According to S&P Global, Saudi Arabia is expected to be the leader in the expansion of Islamic insurance in the Gulf Cooperation Council, with revenues predicted to surpass $20 billion in 2024. The industry is expected to grow by 15 to 20 percent the following year, with the Kingdom playing a pivotal role. This comes after the report from S&P Global that showed Saudi Arabia’s insurance market saw notable growth of 27 percent in 2022 and 23 percent in 2023, improving the overall performance of the region.
“We expect the Saudi market, similar to the past two years, will be the main driver of topline growth in the GCC region. This is because Saudi Arabia, the GCC region’s largest Islamic insurance market, continues to benefit from higher economic growth,” said the US-based credit rating agency.
The research emphasizes that Saudi authorities are aggressively striving to reduce the number of uninsured vehicles and implement new mandatory medical cover, which is predicted to further drive insurance demand and enhance premium income.

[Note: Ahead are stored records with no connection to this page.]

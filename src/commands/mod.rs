//! Command module for Ferrite Functions
//!
//! Command execution, the per-connection session, the store dispatcher that
//! scripts call into, and the Redis Functions subsystem.

pub mod dispatcher;
mod executor;
pub mod functions;
pub mod session;

pub use dispatcher::{CallContext, CommandDispatcher, SharedDispatcher, StoreDispatcher};
pub use executor::CommandExecutor;
pub use session::Session;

According to a different analysis, the insurance market in Saudi Arabia is expected to grow at a compound annual rate of 5.2 percent through 2028, reaching $22.3 billion, up from $18.19 billion in 2024. The major drivers of this growth are expected to be the health and motor segments, which account for 86 percent of total gross written premiums. The analysis was conducted by UK-based consultancy GlobalData.